**Directions for this task**
Keyword search on "CorsLayer": report each line of the records that contains it.

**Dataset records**
···
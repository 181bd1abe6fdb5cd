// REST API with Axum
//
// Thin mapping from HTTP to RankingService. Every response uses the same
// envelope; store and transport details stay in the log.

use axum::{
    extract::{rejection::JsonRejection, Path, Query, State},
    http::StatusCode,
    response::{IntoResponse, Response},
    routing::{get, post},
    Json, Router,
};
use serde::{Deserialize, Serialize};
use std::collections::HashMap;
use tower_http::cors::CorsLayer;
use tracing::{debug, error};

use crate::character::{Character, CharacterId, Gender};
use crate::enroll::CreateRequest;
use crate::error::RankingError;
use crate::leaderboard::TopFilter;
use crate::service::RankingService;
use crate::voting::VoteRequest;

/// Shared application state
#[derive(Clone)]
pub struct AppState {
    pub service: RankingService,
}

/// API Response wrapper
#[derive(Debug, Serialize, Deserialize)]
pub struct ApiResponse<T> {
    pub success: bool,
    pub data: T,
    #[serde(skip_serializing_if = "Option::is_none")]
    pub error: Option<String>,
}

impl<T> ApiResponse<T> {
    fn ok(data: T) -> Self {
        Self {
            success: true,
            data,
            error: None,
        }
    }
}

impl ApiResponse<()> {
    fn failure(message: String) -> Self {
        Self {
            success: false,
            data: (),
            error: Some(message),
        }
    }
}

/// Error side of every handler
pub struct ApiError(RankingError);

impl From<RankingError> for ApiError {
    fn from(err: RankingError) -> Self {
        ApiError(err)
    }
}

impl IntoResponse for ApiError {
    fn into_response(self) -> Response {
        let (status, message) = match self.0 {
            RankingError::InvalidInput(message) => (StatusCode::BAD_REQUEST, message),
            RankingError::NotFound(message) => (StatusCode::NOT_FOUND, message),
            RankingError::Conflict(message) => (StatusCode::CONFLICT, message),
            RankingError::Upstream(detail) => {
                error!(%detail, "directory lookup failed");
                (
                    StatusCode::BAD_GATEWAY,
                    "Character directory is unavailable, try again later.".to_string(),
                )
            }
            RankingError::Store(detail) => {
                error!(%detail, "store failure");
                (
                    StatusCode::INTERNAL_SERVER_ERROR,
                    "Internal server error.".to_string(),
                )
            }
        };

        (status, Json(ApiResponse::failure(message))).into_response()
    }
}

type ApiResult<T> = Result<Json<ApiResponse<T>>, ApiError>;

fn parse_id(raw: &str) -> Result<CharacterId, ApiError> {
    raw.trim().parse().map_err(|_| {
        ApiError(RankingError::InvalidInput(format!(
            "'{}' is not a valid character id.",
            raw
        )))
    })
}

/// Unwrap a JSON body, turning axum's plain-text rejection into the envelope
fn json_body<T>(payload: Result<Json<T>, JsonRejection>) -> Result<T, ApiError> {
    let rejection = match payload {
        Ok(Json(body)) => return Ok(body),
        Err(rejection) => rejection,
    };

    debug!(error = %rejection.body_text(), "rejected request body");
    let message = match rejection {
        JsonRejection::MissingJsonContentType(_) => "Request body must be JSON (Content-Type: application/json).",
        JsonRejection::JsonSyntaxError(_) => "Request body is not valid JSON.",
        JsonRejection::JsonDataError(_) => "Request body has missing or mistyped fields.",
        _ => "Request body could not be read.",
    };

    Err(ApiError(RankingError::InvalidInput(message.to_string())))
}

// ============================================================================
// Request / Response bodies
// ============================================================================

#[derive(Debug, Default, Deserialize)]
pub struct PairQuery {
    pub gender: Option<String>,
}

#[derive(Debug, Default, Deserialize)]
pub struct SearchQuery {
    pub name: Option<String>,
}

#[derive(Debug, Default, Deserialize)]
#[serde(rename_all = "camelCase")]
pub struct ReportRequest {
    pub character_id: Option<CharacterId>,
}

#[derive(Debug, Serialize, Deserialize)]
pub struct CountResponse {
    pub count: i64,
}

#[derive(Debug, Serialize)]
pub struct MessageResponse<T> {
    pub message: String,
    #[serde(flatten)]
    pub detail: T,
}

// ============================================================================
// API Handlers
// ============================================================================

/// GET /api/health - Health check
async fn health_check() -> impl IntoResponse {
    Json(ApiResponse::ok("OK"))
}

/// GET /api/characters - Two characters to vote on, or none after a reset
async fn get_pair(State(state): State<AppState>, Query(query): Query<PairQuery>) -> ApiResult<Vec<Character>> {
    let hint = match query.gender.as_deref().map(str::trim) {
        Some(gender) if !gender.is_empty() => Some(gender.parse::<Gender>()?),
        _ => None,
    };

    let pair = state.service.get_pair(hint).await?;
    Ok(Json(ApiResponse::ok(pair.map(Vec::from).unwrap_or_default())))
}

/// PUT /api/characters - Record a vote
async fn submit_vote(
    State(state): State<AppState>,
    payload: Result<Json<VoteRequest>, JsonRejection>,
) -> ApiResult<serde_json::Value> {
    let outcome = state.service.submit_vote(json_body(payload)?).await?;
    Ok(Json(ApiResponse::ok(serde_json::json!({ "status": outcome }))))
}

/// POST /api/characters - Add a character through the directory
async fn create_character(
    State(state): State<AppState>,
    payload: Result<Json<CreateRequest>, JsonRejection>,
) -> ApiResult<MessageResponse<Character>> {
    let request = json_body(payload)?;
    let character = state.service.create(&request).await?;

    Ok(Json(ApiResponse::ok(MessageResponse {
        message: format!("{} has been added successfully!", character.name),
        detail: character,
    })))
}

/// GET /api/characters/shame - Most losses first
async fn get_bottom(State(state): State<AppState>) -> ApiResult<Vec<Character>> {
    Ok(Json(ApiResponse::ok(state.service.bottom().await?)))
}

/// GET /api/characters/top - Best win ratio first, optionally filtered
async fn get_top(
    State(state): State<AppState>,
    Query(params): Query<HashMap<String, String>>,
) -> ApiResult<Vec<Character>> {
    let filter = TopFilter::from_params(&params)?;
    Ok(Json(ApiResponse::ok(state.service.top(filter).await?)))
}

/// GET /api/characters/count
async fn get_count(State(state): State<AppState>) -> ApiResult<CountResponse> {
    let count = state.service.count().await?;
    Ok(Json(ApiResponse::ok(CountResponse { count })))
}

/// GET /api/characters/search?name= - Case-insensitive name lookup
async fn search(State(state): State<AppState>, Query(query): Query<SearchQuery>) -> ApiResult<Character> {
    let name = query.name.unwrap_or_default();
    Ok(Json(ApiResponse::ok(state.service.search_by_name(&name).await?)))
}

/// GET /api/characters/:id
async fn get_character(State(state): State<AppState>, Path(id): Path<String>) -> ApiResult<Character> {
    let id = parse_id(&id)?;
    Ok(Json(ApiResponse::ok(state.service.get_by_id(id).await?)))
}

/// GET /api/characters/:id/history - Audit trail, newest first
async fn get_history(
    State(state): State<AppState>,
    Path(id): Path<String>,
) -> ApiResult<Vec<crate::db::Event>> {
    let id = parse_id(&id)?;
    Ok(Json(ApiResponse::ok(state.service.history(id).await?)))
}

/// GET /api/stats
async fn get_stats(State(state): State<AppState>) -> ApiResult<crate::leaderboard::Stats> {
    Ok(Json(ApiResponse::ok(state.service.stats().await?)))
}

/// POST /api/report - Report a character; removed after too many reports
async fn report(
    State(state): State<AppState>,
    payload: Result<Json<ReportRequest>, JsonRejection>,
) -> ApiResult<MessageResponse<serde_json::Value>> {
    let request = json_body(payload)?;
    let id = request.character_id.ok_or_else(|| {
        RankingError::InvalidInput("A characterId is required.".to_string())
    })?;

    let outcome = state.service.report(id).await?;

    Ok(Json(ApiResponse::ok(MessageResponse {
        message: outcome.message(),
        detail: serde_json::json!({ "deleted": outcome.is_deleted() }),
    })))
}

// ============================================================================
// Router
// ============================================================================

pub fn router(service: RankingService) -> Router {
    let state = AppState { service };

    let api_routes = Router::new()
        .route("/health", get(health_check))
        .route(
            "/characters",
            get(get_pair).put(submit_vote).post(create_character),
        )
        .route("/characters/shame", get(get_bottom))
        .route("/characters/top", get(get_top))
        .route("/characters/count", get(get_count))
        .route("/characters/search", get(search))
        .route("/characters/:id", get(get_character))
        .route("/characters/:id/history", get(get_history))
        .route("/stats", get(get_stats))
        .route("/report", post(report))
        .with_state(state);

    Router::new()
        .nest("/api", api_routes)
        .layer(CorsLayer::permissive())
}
···
**Output of the task**
use tower_http::cors::CorsLayer;
        .layer(CorsLayer::permissive())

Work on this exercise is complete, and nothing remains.